:: DIRECTIONS FOR THIS TASK ::
Return, word for word, only the lines of the data below that lie between the line with "the listener is" and the line with "drop(state);", those two lines included.

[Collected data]

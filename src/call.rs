//! Single-result, multi-listener asynchronous call.
//!
//! An [`AsyncCall`] starts unresolved and transitions exactly once to
//! resolved. Every listener, whether registered before or after the
//! transition, receives exactly one delivery of the final result on the
//! call's [`DeliveryExecutor`].
//!
//! # Synchronization
//!
//! The result and the pending listeners live behind one mutex. The state
//! transition and the decision to deliver are made under the lock; the
//! delivery tasks are posted after it is released, so a listener may itself
//! register further listeners on the same call.
//!
//! # Examples
//!
//! ```rust
//! use noted::{AsyncCall, AsyncResult};
//! use noted::delivery::ImmediateExecutor;
//! use std::sync::{Arc, Mutex};
//!
//! let call = AsyncCall::new(ImmediateExecutor);
//! let seen = Arc::new(Mutex::new(Vec::new()));
//!
//! let early = Arc::clone(&seen);
//! call.add_listener(move |result| early.lock().unwrap().push(result));
//! call.resolve_success("hello").unwrap();
//!
//! let late = Arc::clone(&seen);
//! call.add_listener(move |result| late.lock().unwrap().push(result));
//!
//! assert_eq!(
//!     *seen.lock().unwrap(),
//!     vec![AsyncResult::Success("hello"), AsyncResult::Success("hello")]
//! );
//! ```

use std::fmt;
use std::future::Future;
use std::sync::Arc;

use futures::channel::oneshot;
use parking_lot::Mutex;
use smallvec::SmallVec;
use static_assertions::assert_impl_all;

use crate::delivery::DeliveryExecutor;
use crate::error::NetworkError;
use crate::result::{AsyncResult, ErrorInfo};

/// Callback observing an [`AsyncCall`].
pub type Listener<T> = Box<dyn FnOnce(AsyncResult<T>) + Send + 'static>;

/// Listeners pending before resolution. Most calls have one or two observers.
type PendingListeners<T> = SmallVec<[Listener<T>; 4]>;

struct State<T> {
    result: Option<AsyncResult<T>>,
    listeners: PendingListeners<T>,
    registered: usize,
}

struct Inner<T> {
    state: Mutex<State<T>>,
    delivery: Arc<dyn DeliveryExecutor>,
}

/// A fake network call holding at most one result.
///
/// Cloning an `AsyncCall` yields another handle to the same call.
pub struct AsyncCall<T> {
    inner: Arc<Inner<T>>,
}

assert_impl_all!(AsyncCall<String>: Send, Sync, Clone);

impl<T> Clone for AsyncCall<T> {
    fn clone(&self) -> Self {
        Self {
            inner: Arc::clone(&self.inner),
        }
    }
}

impl<T> AsyncCall<T>
where
    T: Clone + Send + 'static,
{
    /// Creates an unresolved call whose listeners run on `delivery`.
    pub fn new<E>(delivery: E) -> Self
    where
        E: DeliveryExecutor + 'static,
    {
        Self::with_shared_executor(Arc::new(delivery))
    }

    /// Creates an unresolved call sharing an already type-erased executor.
    #[must_use]
    pub fn with_shared_executor(delivery: Arc<dyn DeliveryExecutor>) -> Self {
        Self {
            inner: Arc::new(Inner {
                state: Mutex::new(State {
                    result: None,
                    listeners: SmallVec::new(),
                    registered: 0,
                }),
                delivery,
            }),
        }
    }

    /// Registers a listener.
    ///
    /// If the call is already resolved, delivery to this listener (and only
    /// this listener) is scheduled immediately. Otherwise the listener is
    /// queued in registration order until the call resolves. Listeners are
    /// not deduplicated.
    pub fn add_listener<F>(&self, listener: F)
    where
        F: FnOnce(AsyncResult<T>) + Send + 'static,
    {
        let mut state = self.inner.state.lock();
        state.registered += 1;
        let Some(result) = state.result.clone() else {
            state.listeners.push(Box::new(listener));
            return;
        };
        drop(state);

        tracing::trace!("listener registered after resolution");
        self.deliver(Box::new(listener), result);
    }

    /// Resolves the call with data.
    ///
    /// # Errors
    ///
    /// Returns `NetworkError::AlreadyResolved` if the call already holds a result.
    pub fn resolve_success(&self, data: T) -> Result<(), NetworkError> {
        self.resolve(AsyncResult::Success(data))
    }

    /// Resolves the call with a failure.
    ///
    /// # Errors
    ///
    /// Returns `NetworkError::AlreadyResolved` if the call already holds a result.
    pub fn resolve_failure(&self, error: ErrorInfo) -> Result<(), NetworkError> {
        self.resolve(AsyncResult::Failure(error))
    }

    fn resolve(&self, result: AsyncResult<T>) -> Result<(), NetworkError> {
        let listeners = {
            let mut state = self.inner.state.lock();
            if state.result.is_some() {
                tracing::warn!("attempted to resolve an already resolved call");
                return Err(NetworkError::AlreadyResolved);
            }
            state.result = Some(result.clone());
            std::mem::take(&mut state.listeners)
        };

        tracing::debug!(
            success = result.is_success(),
            listeners = listeners.len(),
            "call resolved"
        );
        for listener in listeners {
            self.deliver(listener, result.clone());
        }
        Ok(())
    }

    fn deliver(&self, listener: Listener<T>, result: AsyncResult<T>) {
        self.inner.delivery.post(Box::new(move || {
            tracing::trace!(success = result.is_success(), "delivering result");
            listener(result);
        }));
    }

    /// Returns a snapshot of the result, or `None` while unresolved.
    #[must_use]
    pub fn result(&self) -> Option<AsyncResult<T>> {
        self.inner.state.lock().result.clone()
    }

    /// Returns `true` once the call holds a result.
    #[must_use]
    pub fn is_resolved(&self) -> bool {
        self.inner.state.lock().result.is_some()
    }

    /// Returns how many listeners have been registered over the call's lifetime.
    #[must_use]
    pub fn listener_count(&self) -> usize {
        self.inner.state.lock().registered
    }

    /// Returns a future completing with the call's result.
    ///
    /// The internal listener is registered when this method is called, not
    /// when the future is first polled. A failure is surfaced as
    /// `NetworkError::SimulatedFailure`.
    ///
    /// # Errors
    ///
    /// The future yields `NetworkError::SimulatedFailure` when the call fails,
    /// and `NetworkError::Abandoned` when the delivery executor drops the
    /// delivery (for instance because it has shut down).
    pub fn wait(&self) -> impl Future<Output = Result<T, NetworkError>> + Send + 'static {
        let (sender, receiver) = oneshot::channel();
        self.add_listener(move |result| {
            let _ = sender.send(result);
        });
        async move {
            receiver
                .await
                .map_err(|_| NetworkError::Abandoned)?
                .into_result()
        }
    }
}

impl<T: fmt::Debug> fmt::Debug for AsyncCall<T> {
    fn fmt(&self, formatter: &mut fmt::Formatter<'_>) -> fmt::Result {
        let state = self.inner.state.lock();
        formatter
            .debug_struct("AsyncCall")
            .field("result", &state.result)
            .field("pending_listeners", &state.listeners.len())
            .field("registered", &state.registered)
            .finish()
    }
}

:: REPLY TO THE TASK ::
    /// this listener) is scheduled immediately. Otherwise the listener is
    /// queued in registration order until the call resolves. Listeners are
    /// not deduplicated.
    pub fn add_listener<F>(&self, listener: F)
    where
        F: FnOnce(AsyncResult<T>) + Send + 'static,
    {
        let mut state = self.inner.state.lock();
        state.registered += 1;
        let Some(result) = state.result.clone() else {
            state.listeners.push(Box::new(listener));
            return;
        };
        drop(state);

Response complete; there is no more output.